Aber die Zeiten änderten sich. Die primitive Aussaugung des Bauerntums vermochte nicht mehr allein den modernen Anforderungen des Staates zu genügen, und in den sechziger Jahren sah sich die russische Despotie gezwungen, sowohl eine industrielle, kapitalistische Entwicklung zu schaffen wie die entsprechenden Voraussetzungen für sie. Die Leibeigenschaft wurde abgeschafft, die Bauerngemeinde „befreit“ und mit Land beliehen, für das sie dem Fiskus neben anderen Steuern auch enorme Ablösungsgelder zu zahlen hatte. Und zwar sollte sie für diese Steuern und Abgaben solidarisch haften. Wie die Gemeinde den Grund und Boden unter ihre Mitglieder verteilte, wie sie die Abgaben auf die einzelnen Bauern abwälzte – das war ihre Sache. Die Abgaben mußten entrichtet werden, sonst wurde die ganze Gemeinde wie ein Mann verantwortlich gemacht.[3]

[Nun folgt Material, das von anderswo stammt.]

//! Error taxonomy for the risk pipeline.
//!
//! Each stage has its own error type so callers can decide which failures
//! are fatal. The nationwide path turns any of them into a failed run; the
//! regional path absorbs [`FetchError`] per region.

use std::path::PathBuf;
use thiserror::Error;

/// Failure talking to the seismic catalog.
#[derive(Debug, Error)]
pub enum FetchError {
    /// Connection, timeout or body read failure.
    #[error("catalog request failed: {0}")]
    Transport(#[from] reqwest::Error),

    /// The catalog answered with a non-success status.
    #[error("catalog returned HTTP {status}: {body}")]
    Status { status: u16, body: String },

    /// The response was not a GeoJSON feature collection.
    #[error("catalog response could not be decoded: {message}")]
    Decode { message: String },
}

impl FetchError {
    /// Whether a caller-side retry has a chance of succeeding.
    pub fn is_transient(&self) -> bool {
        match self {
            FetchError::Transport(e) => e.is_timeout() || e.is_connect() || e.is_body(),
            FetchError::Status { status, .. } => *status == 429 || (500..600).contains(status),
            FetchError::Decode { .. } => false,
        }
    }
}

/// Raised when a feature vector is requested for an empty event list.
#[derive(Debug, Clone, Copy, PartialEq, Eq, Error)]
#[error("cannot aggregate features from an empty event list")]
pub struct EmptyInputError;

/// The classifier rejected the feature row.
#[derive(Debug, Clone, PartialEq, Error)]
pub enum ScoringError {
    #[error("classifier expects {expected} features, got {actual}")]
    Arity { expected: usize, actual: usize },

    #[error("classifier returned an invalid probability: {0}")]
    InvalidProbability(f64),
}

/// Startup configuration problems. Always fatal.
#[derive(Debug, Error)]
pub enum ConfigError {
    #[error("{what} file not found: {}", path.display())]
    MissingFile { what: &'static str, path: PathBuf },

    #[error("failed to read {}: {source}", path.display())]
    Io {
        path: PathBuf,
        #[source]
        source: std::io::Error,
    },

    #[error("invalid {what} in {}: {message}", path.display())]
    Malformed {
        what: &'static str,
        path: PathBuf,
        message: String,
    },

    #[error("invalid configuration: {0}")]
    Invalid(String),
}

/// Everything that can fail an analysis run.
#[derive(Debug, Error)]
pub enum AnalysisError {
    #[error("nationwide event fetch failed: {0}")]
    Fetch(#[from] FetchError),

    #[error("no earthquake events found in the national catalog for {window}")]
    NoEvents { window: String },

    #[error(transparent)]
    Empty(#[from] EmptyInputError),

    #[error("risk scoring failed (feature contract mismatch?): {0}")]
    Scoring(#[from] ScoringError),

    #[error("analysis did not finish within {seconds}s")]
    TimedOut { seconds: u64 },
}
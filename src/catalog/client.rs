//! HTTP client for the FDSN event web service.

use super::parser::parse_events;
use super::EventSource;
use crate::config::CatalogConfig;
use crate::error::{ConfigError, FetchError};
use crate::models::{BoundingBox, Event, TimeWindow};
use async_trait::async_trait;
use std::time::Duration;
use tracing::debug;

const TIME_FORMAT: &str = "%Y-%m-%dT%H:%M:%S";

/// Queries a remote seismic catalog over HTTP.
#[derive(Debug, Clone)]
pub struct CatalogClient {
    http: reqwest::Client,
    url: String,
    min_magnitude: f64,
    timeout_seconds: u64,
}

impl CatalogClient {
    /// Build a client from the catalog settings.
    pub fn new(config: &CatalogConfig) -> Result<Self, ConfigError> {
        let http = reqwest::Client::builder()
            .timeout(Duration::from_secs(config.timeout_seconds))
            .user_agent(concat!("seisrisk/", env!("CARGO_PKG_VERSION")))
            .build()
            .map_err(|e| ConfigError::Invalid(format!("cannot build HTTP client: {}", e)))?;

        Ok(Self {
            http,
            url: config.url.clone(),
            min_magnitude: config.min_magnitude,
            timeout_seconds: config.timeout_seconds,
        })
    }

    /// Query parameters for one catalog request.
    pub fn query_params(&self, window: &TimeWindow, bbox: &BoundingBox) -> Vec<(&'static str, String)> {
        vec![
            ("format", "geojson".to_string()),
            ("starttime", window.start.format(TIME_FORMAT).to_string()),
            ("endtime", window.end.format(TIME_FORMAT).to_string()),
            ("minmagnitude", self.min_magnitude.to_string()),
            ("minlatitude", bbox.min_latitude.to_string()),
            ("maxlatitude", bbox.max_latitude.to_string()),
            ("minlongitude", bbox.min_longitude.to_string()),
            ("maxlongitude", bbox.max_longitude.to_string()),
            ("orderby", "time-asc".to_string()),
        ]
    }
}

#[async_trait]
impl EventSource for CatalogClient {
    async fn fetch(&self, window: &TimeWindow, bbox: &BoundingBox) -> Result<Vec<Event>, FetchError> {
        debug!("Querying catalog for {} ({})", bbox, window);

        let response = self
            .http
            .get(&self.url)
            .query(&self.query_params(window, bbox))
            .send()
            .await
            .map_err(|e| {
                if e.is_timeout() {
                    debug!("Catalog request timed out after {}s", self.timeout_seconds);
                }
                FetchError::Transport(e)
            })?;

        if !response.status().is_success() {
            let status = response.status().as_u16();
            let body = response.text().await.unwrap_or_default();
            return Err(FetchError::Status {
                status,
                body: body.chars().take(200).collect(),
            });
        }

        let body = response.text().await?;
        let events = parse_events(&body)?;
        debug!("Catalog returned {} events for {}", events.len(), bbox);

        Ok(events)
    }
}
//! # GutGuard - hidden trigger detection and gut-health pattern learning
//!
//! GutGuard inspects food ingredient lists for substances that commonly
//! upset sensitive digestive systems, even when a label hides them behind
//! an alias or an E-number, and learns which foods and times of day line up
//! with a user's logged symptoms.
//!
//! ## Core Concepts
//!
//! - **GutProfile**: the user's enabled conditions, severities and personal triggers
//! - **IngredientMatcher**: scans one ingredient string against the trigger catalog
//! - **VerdictAggregator**: turns a whole product into a safe / caution / avoid verdict
//! - **LearningEngine**: mines scan and symptom history for personal patterns
//!
//! ## Usage
//!
//! ```rust
//! use gutguard::{
//!     ConditionSettings, FoodItem, GutCondition, GutProfile, SafetyTier, SeverityLevel,
//!     VerdictAggregator,
//! };
//!
//! let profile = GutProfile::new()
//!     .with_condition(GutCondition::Gluten, ConditionSettings::enabled(SeverityLevel::Severe));
//! let bread = FoodItem::new("bread-1", "White bread")
//!     .with_ingredients(["wheat flour", "vegetable oil", "salt", "yeast"]);
//!
//! let scan = VerdictAggregator::default().analyze_food(&bread, &profile)?;
//! assert_eq!(scan.overall_safety, SafetyTier::Avoid);
//! # Ok::<(), gutguard::GutGuardError>(())
//! ```
//!
//! The library installs no tracing subscriber; hosts choose their own.

#![warn(missing_docs)]
#![warn(clippy::all)]
#![warn(clippy::pedantic)]
#![allow(clippy::module_name_repetitions)]

// Core types
pub mod condition;
pub mod confidence;
pub mod error;
pub mod food;
pub mod profile;

// Detection
pub mod catalog;
pub mod matcher;
pub mod verdict;

// Learning
pub mod learning;
pub mod serialization;

pub use catalog::{HiddenTrigger, TriggerCatalog, TriggerCategory, TriggerOrigin};
pub use condition::{GutCondition, SeverityLevel};
pub use confidence::Confidence;
pub use error::{EngineError, GutGuardError, GutResult, ValidationError};
pub use food::{DataSource, FodmapLevel, FoodItem};
pub use profile::{ConditionSettings, GutProfile, Preferences, ProfileId};

pub use matcher::{
    IngredientAnalysis, IngredientAnalysisResult, IngredientCategory, IngredientMatcher,
    IngredientRecommendations, MatcherConfig, RiskLevel,
};
pub use verdict::{
    ComplexFoodAnalysis, ConditionWarning, FlagSource, FlaggedIngredient, SafetyTier,
    ScanAnalysis, VerdictAggregator,
};

pub use learning::{
    AnalyzerConfig, DataQuality, EngineState, FoodRiskPrediction, InMemoryLearningSource,
    InsightType, JsonLearningSource, LearningConfig, LearningData, LearningDataSource,
    LearningEngine, LearningInsights, LearningMetrics, PatternAnalyzer, PatternInsight,
    Recommendation, ScanRecord, SourceError, SymptomKind, SymptomLog, SymptomReport,
    TimingClass, UserFeedback,
};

Und nun begann die merkwürdige, für den sozialen Forscher höchst interessante Wechselwirkung der so beschaffenen und mitten in die zunehmende kapitalistische Entwicklung versetzten Bauerngemeinde mit dieser kapitalistischen Umgebung. Rechtlich sollte der Gemeindebesitz und die periodische Umteilung des Grund und Bodens Garantien für die völlige Gleichheit der einzelnen Bauern bieten. Tatsächlich begann die wirtschaftliche Ungleichheit sofort von innen heraus das widerspruchsvolle Gebilde zu unterminieren. Die eine Bauernfamilie verfügte über mehr leistungsfähige Kräfte als die andere, der eine Bauernhof hatte mehr Vieh als der andere, ungleich waren von vornherein die Arbeitswerkzeuge, die Qualität des Bodens.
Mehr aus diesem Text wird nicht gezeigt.